Table 2-10. Variables describing the kernel's physical memory layout

Variable name

Description

num_physpages

Page frame number of the highest usable page frame

totalram_pages

Total number of usable page frames

min_low_pfn

Page frame number of the first usable page frame after the kernel image in RAM

max_pfn

Page frame number of the last usable page frame

max_low_pfn

Page frame number of the last page frame directly mapped by the kernel (low memory)

totalhigh_pages

Total number of page frames not directly mapped by the kernel (high memory)

highstart_pfn

Page frame number of the first page frame not directly mapped by the kernel

highend_pfn

Page frame number of the last page frame not directly mapped by the kernel

To avoid loading the kernel into groups of noncontiguous page frames, Linux prefers to skip the first megabyte of RAM. Clearly, page frames not reserved by the PC architecture will be used by Linux to store dynamically assigned pages.

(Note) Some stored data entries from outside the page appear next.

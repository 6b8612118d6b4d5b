//! Device selection through user interaction
//!
//! This module provides:
//!
//! - [`Prompter`]: the interaction capabilities the resolver needs (free-text
//!   input, yes/no confirmation, single choice from labeled options)
//! - [`resolver`]: the state machine turning match results into one device
//! - [`TerminalPrompter`]: line-based prompts over any async reader/writer
//! - [`ScriptedPrompter`]: canned answers with a prompt log, for tests

use async_trait::async_trait;

use crate::error::MockupResult;

pub mod resolver;
pub mod scripted;
pub mod terminal;

pub use resolver::{NONE_OF_THESE, resolve};
pub use scripted::{Answer, PromptKind, PromptRecord, ScriptedPrompter};
pub use terminal::TerminalPrompter;

/// Interaction capabilities used by the session and the selection resolver
///
/// Implementations render the prompt however they like; callers only depend
/// on the answer. Every method fails with
/// [`MockupError::InputClosed`](crate::error::MockupError::InputClosed) when
/// no more answers can be obtained.
///
/// # Examples
///
/// ```
/// use async_trait::async_trait;
/// use device_mockup::{error::MockupResult, select::Prompter};
///
/// struct AlwaysFirst;
///
/// #[async_trait]
/// impl Prompter for AlwaysFirst {
///     async fn input(&mut self, _message: &str) -> MockupResult<String> {
///         Ok("shot.png".to_string())
///     }
///
///     async fn confirm(&mut self, _message: &str) -> MockupResult<bool> {
///         Ok(true)
///     }
///
///     async fn select(&mut self, _message: &str, _choices: &[String]) -> MockupResult<usize> {
///         Ok(0)
///     }
/// }
/// ```
#[async_trait]
pub trait Prompter: Send {
    /// Asks for a line of free text
    async fn input(&mut self, message: &str) -> MockupResult<String>;

    /// Asks a yes/no question
    async fn confirm(&mut self, message: &str) -> MockupResult<bool>;

    /// Asks the user to pick exactly one of `choices`, returning its index
    async fn select(&mut self, message: &str, choices: &[String]) -> MockupResult<usize>;

    /// Shows an informational line that needs no answer
    async fn notice(&mut self, _message: &str) -> MockupResult<()> {
        Ok(())
    }
}
//! device-mockup: frame app screenshots in device bezels
//!
//! This library guesses which device a screenshot came from by its pixel
//! dimensions, confirms the choice interactively, and composites the
//! screenshot over the device's bezel image into a single PNG.
//!
//! Flow: [`device::Catalog`] → [`device::find_matches`] →
//! [`select::resolve`] → [`mockup::create_mockup`], driven end to end by
//! [`session::run_session`].

pub mod config;
pub mod device;
pub mod error;
pub mod mockup;
pub mod model;
pub mod progress;
pub mod select;
pub mod session;
pub mod util;
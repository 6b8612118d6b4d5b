//! Screenshot input handling
//!
//! A [`Screenshot`] is probed from its file header so device matching can run
//! before any pixel data is decoded. Decoding happens later, once a device has
//! been chosen.
//!
//! # Examples
//!
//! ```no_run
//! use device_mockup::mockup::Screenshot;
//!
//! #[tokio::main]
//! async fn main() {
//!     let shot = Screenshot::probe("shot.png").await.unwrap();
//!     println!("{}x{}", shot.width(), shot.height());
//!
//!     let pixels = shot.decode().await.unwrap();
//!     assert_eq!(pixels.width(), shot.width());
//! }
//! ```

use std::path::{Path, PathBuf};

use image::{DynamicImage, ImageReader};

use crate::error::{MockupError, MockupResult};

/// A screenshot file whose dimensions are known
#[derive(Debug, Clone, PartialEq, Eq)]
pub struct Screenshot {
    path:   PathBuf,
    width:  u32,
    height: u32,
}

impl Screenshot {
    /// Reads the image header at `path` without decoding pixels
    ///
    /// The format is guessed from the file contents, not the extension.
    pub async fn probe(path: impl Into<PathBuf>) -> MockupResult<Self> {
        let path = path.into();
        tokio::task::spawn_blocking(move || Self::probe_blocking(path)).await?
    }

    /// Blocking form of [`Screenshot::probe`]
    pub fn probe_blocking(path: impl Into<PathBuf>) -> MockupResult<Self> {
        let path = path.into();
        let (width, height) = open_reader(&path)?
            .into_dimensions()
            .map_err(|e| read_error(&path, e))?;

        tracing::debug!("Probed screenshot {} ({}x{})", path.display(), width, height);
        Ok(Self {
            path,
            width,
            height,
        })
    }

    /// Decodes the full image
    pub async fn decode(&self) -> MockupResult<DynamicImage> {
        let path = self.path.clone();
        tokio::task::spawn_blocking(move || {
            open_reader(&path)?
                .decode()
                .map_err(|e| read_error(&path, e))
        })
        .await?
    }

    /// Path the screenshot was read from
    pub fn path(&self) -> &Path {
        &self.path
    }

    /// Returns the dimensions of the image as (width, height)
    pub fn dimensions(&self) -> (u32, u32) {
        (self.width, self.height)
    }

    /// Returns the image width in pixels
    pub fn width(&self) -> u32 {
        self.width
    }

    /// Returns the image height in pixels
    pub fn height(&self) -> u32 {
        self.height
    }
}

/// Normalizes a typed or pasted path: trims whitespace and one pair of
/// matching surrounding quotes. Returns `None` for blank input.
///
/// # Examples
///
/// ```
/// use std::path::PathBuf;
///
/// use device_mockup::mockup::screenshot::normalize_input_path;
///
/// assert_eq!(normalize_input_path(" 'my shot.png' "), Some(PathBuf::from("my shot.png")));
/// assert_eq!(normalize_input_path("   "), None);
/// ```
pub fn normalize_input_path(raw: &str) -> Option<PathBuf> {
    let trimmed = raw.trim();
    let unquoted = ['"', '\'']
        .iter()
        .find_map(|q| {
            trimmed
                .strip_prefix(*q)
                .and_then(|rest| rest.strip_suffix(*q))
        })
        .unwrap_or(trimmed)
        .trim();

    if unquoted.is_empty() {
        None
    } else {
        Some(PathBuf::from(unquoted))
    }
}

fn open_reader(path: &Path) -> MockupResult<ImageReader<std::io::BufReader<std::fs::File>>> {
    ImageReader::open(path)
        .and_then(|reader| reader.with_guessed_format())
        .map_err(|e| read_error(path, e))
}

fn read_error(path: &Path, err: impl std::fmt::Display) -> MockupError {
    MockupError::ScreenshotRead {
        path:   path.to_path_buf(),
        reason: err.to_string(),
    }
}

#[cfg(test)]
mod tests {
    use image::{Rgba, RgbaImage};

    use super::*;

    fn write_png(dir: &Path, name: &str, width: u32, height: u32) -> PathBuf {
        let path = dir.join(name);
        RgbaImage::from_pixel(width, height, Rgba([10, 20, 30, 255]))
            .save(&path)
            .unwrap();
        path
    }

    #[tokio::test]
    async fn test_probe_reads_dimensions() {
        let dir = tempfile::tempdir().unwrap();
        let path = write_png(dir.path(), "shot.png", 30, 40);

        let shot = Screenshot::probe(&path).await.unwrap();

        assert_eq!(shot.dimensions(), (30, 40));
        assert_eq!(shot.path(), path.as_path());
    }

    #[tokio::test]
    async fn test_probe_ignores_misleading_extension() {
        let dir = tempfile::tempdir().unwrap();
        let png = write_png(dir.path(), "shot.png", 12, 8);
        let renamed = dir.path().join("shot.jpg");
        std::fs::rename(&png, &renamed).unwrap();

        let shot = Screenshot::probe(&renamed).await.unwrap();
        assert_eq!(shot.dimensions(), (12, 8));
    }

    #[tokio::test]
    async fn test_probe_missing_file() {
        let err = Screenshot::probe("/no/such/shot.png").await.unwrap_err();
        assert!(matches!(err, MockupError::ScreenshotRead { .. }));
    }

    #[tokio::test]
    async fn test_probe_non_image() {
        let dir = tempfile::tempdir().unwrap();
        let path = dir.path().join("notes.txt");
        std::fs::write(&path, "definitely not pixels").unwrap();

        let err = Screenshot::probe(&path).await.unwrap_err();
        assert!(err.is_retryable_input());
    }

    #[tokio::test]
    async fn test_decode_matches_probe() {
        let dir = tempfile::tempdir().unwrap();
        let path = write_png(dir.path(), "shot.png", 7, 9);

        let shot = Screenshot::probe(&path).await.unwrap();
        let image = shot.decode().await.unwrap();

        assert_eq!((image.width(), image.height()), shot.dimensions());
    }

    #[test]
    fn test_normalize_input_path() {
        assert_eq!(normalize_input_path("shot.png"), Some(PathBuf::from("shot.png")));
        assert_eq!(normalize_input_path("\"/tmp/a b.png\"\n"), Some(PathBuf::from("/tmp/a b.png")));
        assert_eq!(normalize_input_path("'x.png"), Some(PathBuf::from("'x.png")));
        assert_eq!(normalize_input_path("\"\""), None);
        assert_eq!(normalize_input_path(""), None);
    }
}
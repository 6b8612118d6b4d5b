//! Exact dimension matching
//!
//! A device matches a screenshot when both its width and height equal the
//! screenshot's pixel dimensions. Matching is pure and preserves catalog
//! order; there is no fuzzy or aspect-ratio fallback.

use crate::{device::Catalog, model::Device};

/// Returns every device in `devices` whose canvas is exactly
/// `width` x `height`, in input order
///
/// An empty slice yields an empty result.
///
/// # Examples
///
/// ```
/// use device_mockup::{device::match_devices, model::Device};
///
/// let devices = vec![
///     Device::new("Apple", "iPhone 13", 1170, 2532, "a.png"),
///     Device::new("Apple", "iPhone 14", 1170, 2532, "b.png"),
///     Device::new("Google", "Pixel 8", 1080, 2400, "c.png"),
/// ];
///
/// let matches = match_devices(&devices, 1170, 2532);
/// assert_eq!(matches.len(), 2);
/// assert!(match_devices(&devices, 1, 1).is_empty());
/// ```
pub fn match_devices(devices: &[Device], width: u32, height: u32) -> Vec<&Device> {
    let matches: Vec<&Device> = devices
        .iter()
        .filter(|device| device.matches_dimensions(width, height))
        .collect();

    tracing::debug!(
        "{} of {} devices match {}x{}",
        matches.len(),
        devices.len(),
        width,
        height
    );

    matches
}

/// Catalog-level form of [`match_devices`]
pub fn find_matches(catalog: &Catalog, width: u32, height: u32) -> Vec<&Device> {
    match_devices(catalog.devices(), width, height)
}
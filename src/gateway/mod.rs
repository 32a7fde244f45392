pub mod commands;
pub mod config;
pub mod dedup;
pub mod device_id;
pub mod engine;
pub mod sessions;
use std::net::{IpAddr, SocketAddr};
use std::path::PathBuf;
use std::sync::Arc;

use anyhow::anyhow;
use clap::Parser;
use tracing::{error, info, Level};

use rustonika::codec::frame::FrameCodec;
use rustonika::gateway::config::GatewayConfig;
use rustonika::gateway::engine::ProtocolEngine;
use rustonika::metrics::GatewayMetrics;
use rustonika::sink::{FanOutSink, JsonLinesSink, RecordSink};

#[derive(Parser)]
#[clap(name = "rustonika", about = "UDP ingress gateway for Teltonika GPS trackers")]
struct Args {
    /// listening IP address for tracker traffic (IPv4 or IPv6)
    #[clap(long, default_value = "0.0.0.0")]
    listen_ip: IpAddr,

    /// listening UDP port for tracker traffic
    #[clap(long, default_value_t = 9160)]
    listen_port: u16,

    /// IMEI allowed to create server-side state, can be repeated
    #[clap(long = "imei")]
    imeis: Vec<String>,

    /// directory for the per-device command sockets
    #[clap(long, default_value = "/tmp/rustonika")]
    socket_dir: PathBuf,

    /// file the metrics snapshot is persisted to
    #[clap(long, default_value = "rustonika.met")]
    metrics_file: PathBuf,

    /// file decoded records are appended to, one JSON object per record
    #[clap(long, default_value = "rustonika-records.jsonl")]
    records_file: PathBuf,

    #[clap(short, long, default_value_t = false)]
    verbose: bool,

    #[clap(long, default_value_t = false)]
    very_verbose: bool,
}

#[tokio::main]
async fn main() -> anyhow::Result<()> {
    let args = Args::parse();

    let level = match (args.verbose, args.very_verbose) {
        (_, true) => Level::TRACE,
        (true, _) => Level::DEBUG,
        (false, false) => Level::INFO,
    };
    tracing_subscriber::fmt()
        .with_max_level(level)
        .try_init()
        .ok();

    if args.imeis.is_empty() {
        return Err(anyhow!("at least one --imei is required"));
    }

    let mut config = GatewayConfig::new(SocketAddr::new(args.listen_ip, args.listen_port));
    for imei in &args.imeis {
        config.allow_list.insert(imei.parse()?);
    }
    config.base_path = args.socket_dir;
    tokio::fs::create_dir_all(&config.base_path).await?;

    let metrics = Arc::new(GatewayMetrics::load(&args.metrics_file).await);
    let json_sink: Arc<dyn RecordSink> = Arc::new(JsonLinesSink::create(&args.records_file).await?);
    let records: Arc<dyn RecordSink> = Arc::new(FanOutSink::new(vec![json_sink]));

    let engine = Arc::new(ProtocolEngine::bind(Arc::new(config), Arc::new(FrameCodec), records, metrics.clone()).await?);

    {
        let metrics = metrics.clone();
        let metrics_file = args.metrics_file.clone();
        let cancel = engine.subscribe_cancel();
        tokio::spawn(async move { metrics.run_saver(metrics_file, cancel).await });
    }

    let run_handle = {
        let engine = engine.clone();
        tokio::spawn(engine.run())
    };

    tokio::signal::ctrl_c().await?;
    info!("interrupted, shutting down");
    engine.cancel();

    if let Err(e) = run_handle.await? {
        error!("gateway terminated with an error: {}", e);
        return Err(e);
    }

    Ok(())
}
use std::path::{Path, PathBuf};
use std::sync::atomic::{AtomicBool, Ordering};
use std::sync::Arc;

use tokio::io::{AsyncBufReadExt, AsyncWriteExt, BufReader};
use tokio::net::unix::{OwnedReadHalf, OwnedWriteHalf};
use tokio::net::UnixListener;
use tokio::select;
use tokio::sync::broadcast::error::RecvError;
use tokio::sync::{broadcast, mpsc, Mutex};
use tokio::task::JoinHandle;
use tracing::{debug, error, info, warn};

use crate::gateway::device_id::DeviceId;

/// The reverse-channel endpoint for one device: a Unix domain socket at
///  `<base_path>/<device_id>` that any number of local operator clients may
///  connect to.
///
/// Lines written by any client become pending commands for the device
///  (many-to-one, with back-pressure when a command is already waiting for
///  its heartbeat window). Responses from the device are written to every
///  connected client, newline-terminated (one-to-many broadcast).
pub struct DeviceBroker {
    device_id: DeviceId,
    socket_path: PathBuf,
    active: Arc<AtomicBool>,
    quit: broadcast::Sender<()>,
    accept_task: Mutex<Option<JoinHandle<()>>>,
    fan_out_task: Mutex<Option<JoinHandle<()>>>,
}

type ClientWriters = Arc<Mutex<Vec<(u64, OwnedWriteHalf)>>>;

impl DeviceBroker {
    pub async fn start(
        device_id: DeviceId,
        base_path: &Path,
        to_device: mpsc::Sender<String>,
        from_device: broadcast::Receiver<String>,
    ) -> anyhow::Result<DeviceBroker> {
        let socket_path = base_path.join(device_id.as_str());

        match tokio::fs::remove_file(&socket_path).await {
            Ok(()) => debug!("removed stale socket file {:?}", socket_path),
            Err(e) if e.kind() == std::io::ErrorKind::NotFound => {}
            Err(e) => warn!("failed to remove stale socket file {:?}: {}", socket_path, e),
        }

        let listener = UnixListener::bind(&socket_path)?;
        restrict_to_owner(&socket_path).await?;
        info!("command socket for device {} listening at {:?}", device_id, socket_path);

        let (quit, _) = broadcast::channel(1);
        let active = Arc::new(AtomicBool::new(true));
        let writers: ClientWriters = Default::default();

        // the quit subscriptions are created here, before the tasks are
        //  spawned: a subscription made inside a task could miss a quit
        //  signal sent before the task first runs
        let accept_task = tokio::spawn(accept_loop(
            device_id.clone(),
            listener,
            writers.clone(),
            to_device,
            quit.clone(),
            quit.subscribe(),
            active.clone(),
        ));
        let fan_out_task = tokio::spawn(fan_out_loop(
            device_id.clone(),
            from_device,
            writers,
            quit.subscribe(),
        ));

        Ok(DeviceBroker {
            device_id,
            socket_path,
            active,
            quit,
            accept_task: Mutex::new(Some(accept_task)),
            fan_out_task: Mutex::new(Some(fan_out_task)),
        })
    }

    pub fn device_id(&self) -> &DeviceId {
        &self.device_id
    }

    pub fn socket_path(&self) -> &Path {
        &self.socket_path
    }

    /// true iff the listener is open and teardown has not begun
    pub fn is_active(&self) -> bool {
        self.active.load(Ordering::Acquire)
    }

    /// Stop accepting, disconnect all clients, drain the worker tasks and
    ///  remove the socket file. When this returns the broker's resources
    ///  are released. Idempotent.
    pub async fn stop(&self) {
        if !self.active.swap(false, Ordering::AcqRel) {
            return;
        }

        info!("shutting down command socket for device {}", self.device_id);
        let _ = self.quit.send(());

        if let Some(task) = self.accept_task.lock().await.take() {
            let _ = task.await;
        }
        if let Some(task) = self.fan_out_task.lock().await.take() {
            let _ = task.await;
        }

        match tokio::fs::remove_file(&self.socket_path).await {
            Ok(()) => {}
            Err(e) if e.kind() == std::io::ErrorKind::NotFound => {}
            Err(e) => warn!("failed to remove socket file {:?}: {}", self.socket_path, e),
        }
    }
}

async fn restrict_to_owner(path: &Path) -> anyhow::Result<()> {
    use std::os::unix::fs::PermissionsExt;
    tokio::fs::set_permissions(path, std::fs::Permissions::from_mode(0o600)).await?;
    Ok(())
}

async fn accept_loop(
    device_id: DeviceId,
    listener: UnixListener,
    writers: ClientWriters,
    to_device: mpsc::Sender<String>,
    quit: broadcast::Sender<()>,
    mut quit_receiver: broadcast::Receiver<()>,
    active: Arc<AtomicBool>,
) {
    let mut next_client_id: u64 = 0;

    loop {
        select! {
            _ = quit_receiver.recv() => break,
            accepted = listener.accept() => {
                match accepted {
                    Ok((stream, _)) => {
                        next_client_id += 1;
                        let client_id = next_client_id;
                        info!("new local connection for device {}", device_id);

                        let (read_half, write_half) = stream.into_split();
                        writers.lock().await.push((client_id, write_half));

                        tokio::spawn(client_read_loop(
                            device_id.clone(),
                            client_id,
                            read_half,
                            writers.clone(),
                            to_device.clone(),
                            quit.subscribe(),
                        ));
                    }
                    Err(e) => {
                        if active.load(Ordering::Acquire) {
                            error!("failed to accept local connection for device {}: {}", device_id, e);
                        }
                    }
                }
            }
        }
    }
    // dropping the listener closes the socket; the file itself is removed in stop()
}

/// Reads newline-delimited commands from one client and forwards them to the
///  device's command queue. The awaited send is where operator back-pressure
///  takes effect.
async fn client_read_loop(
    device_id: DeviceId,
    client_id: u64,
    read_half: OwnedReadHalf,
    writers: ClientWriters,
    to_device: mpsc::Sender<String>,
    mut quit: broadcast::Receiver<()>,
) {
    let mut lines = BufReader::new(read_half).lines();

    loop {
        select! {
            _ = quit.recv() => break,
            line = lines.next_line() => {
                match line {
                    Ok(Some(command)) => {
                        info!("user to device {}: {}", device_id, command);
                        if to_device.send(command).await.is_err() {
                            warn!("command queue for device {} is gone, closing connection", device_id);
                            break;
                        }
                    }
                    Ok(None) => {
                        debug!("local connection for device {} closed by client", device_id);
                        break;
                    }
                    Err(e) => {
                        warn!("failed to read from local connection for device {}: {}", device_id, e);
                        break;
                    }
                }
            }
        }
    }

    writers.lock().await.retain(|(id, _)| *id != client_id);
}

/// Drains the device's response queue and writes each response to every
///  connected client. A client with a broken pipe is dropped, the others
///  keep receiving.
async fn fan_out_loop(
    device_id: DeviceId,
    mut from_device: broadcast::Receiver<String>,
    writers: ClientWriters,
    mut quit: broadcast::Receiver<()>,
) {
    loop {
        select! {
            _ = quit.recv() => break,
            response = from_device.recv() => {
                match response {
                    Ok(response) => {
                        info!("device {} to user: {}", device_id, response);
                        let line = format!("{}\n", response);

                        let mut writers = writers.lock().await;
                        let mut broken = Vec::new();
                        for (client_id, writer) in writers.iter_mut() {
                            if let Err(e) = writer.write_all(line.as_bytes()).await {
                                warn!("failed to write to local connection for device {}, dropping it: {}", device_id, e);
                                broken.push(*client_id);
                            }
                        }
                        writers.retain(|(client_id, _)| !broken.contains(client_id));
                    }
                    Err(RecvError::Lagged(n)) => {
                        warn!("response fan-out for device {} lagging, {} responses dropped", device_id, n);
                    }
                    Err(RecvError::Closed) => break,
                }
            }
        }
    }

    // close all accepted streams so clients see EOF as soon as the broker
    //  goes down, not whenever their reader task gets around to it
    let mut writers = writers.lock().await;
    for (_, writer) in writers.iter_mut() {
        let _ = writer.shutdown().await;
    }
    writers.clear();
}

Figure 2-13 shows how the first 3 MB of RAM are filled by Linux. We have assumed that the kernel requires less than 3 MB of RAM.

The symbol _text, which corresponds to physical address 0x00100000, denotes the address of the first byte of kernel code. The end of the kernel code is similarly identified by the symbol _etext. Kernel data is divided into two groups: initialized and uninitialized. The initialized data starts right after _etext and ends at _edata. The uninitialized data follows and ends up at _end.

The symbols appearing in the figure are not defined in Linux source code; they are produced while compiling the kernel.^[*]

^[*] You can find the linear address of these symbols in the file System.map, which is created right after the kernel is compiled.

Figure 2-13. The first 768 page frames (3 MB) in Linux 2.6

2.5.4. Process Page Tables

The linear address space of a process is divided into two parts:

Linear addresses from 0x00000000 to 0xbfffffff can be addressed when the process runs in either User or Kernel Mode.
Linear addresses from 0xc0000000 to 0xffffffff can be addressed only when the process runs in Kernel Mode.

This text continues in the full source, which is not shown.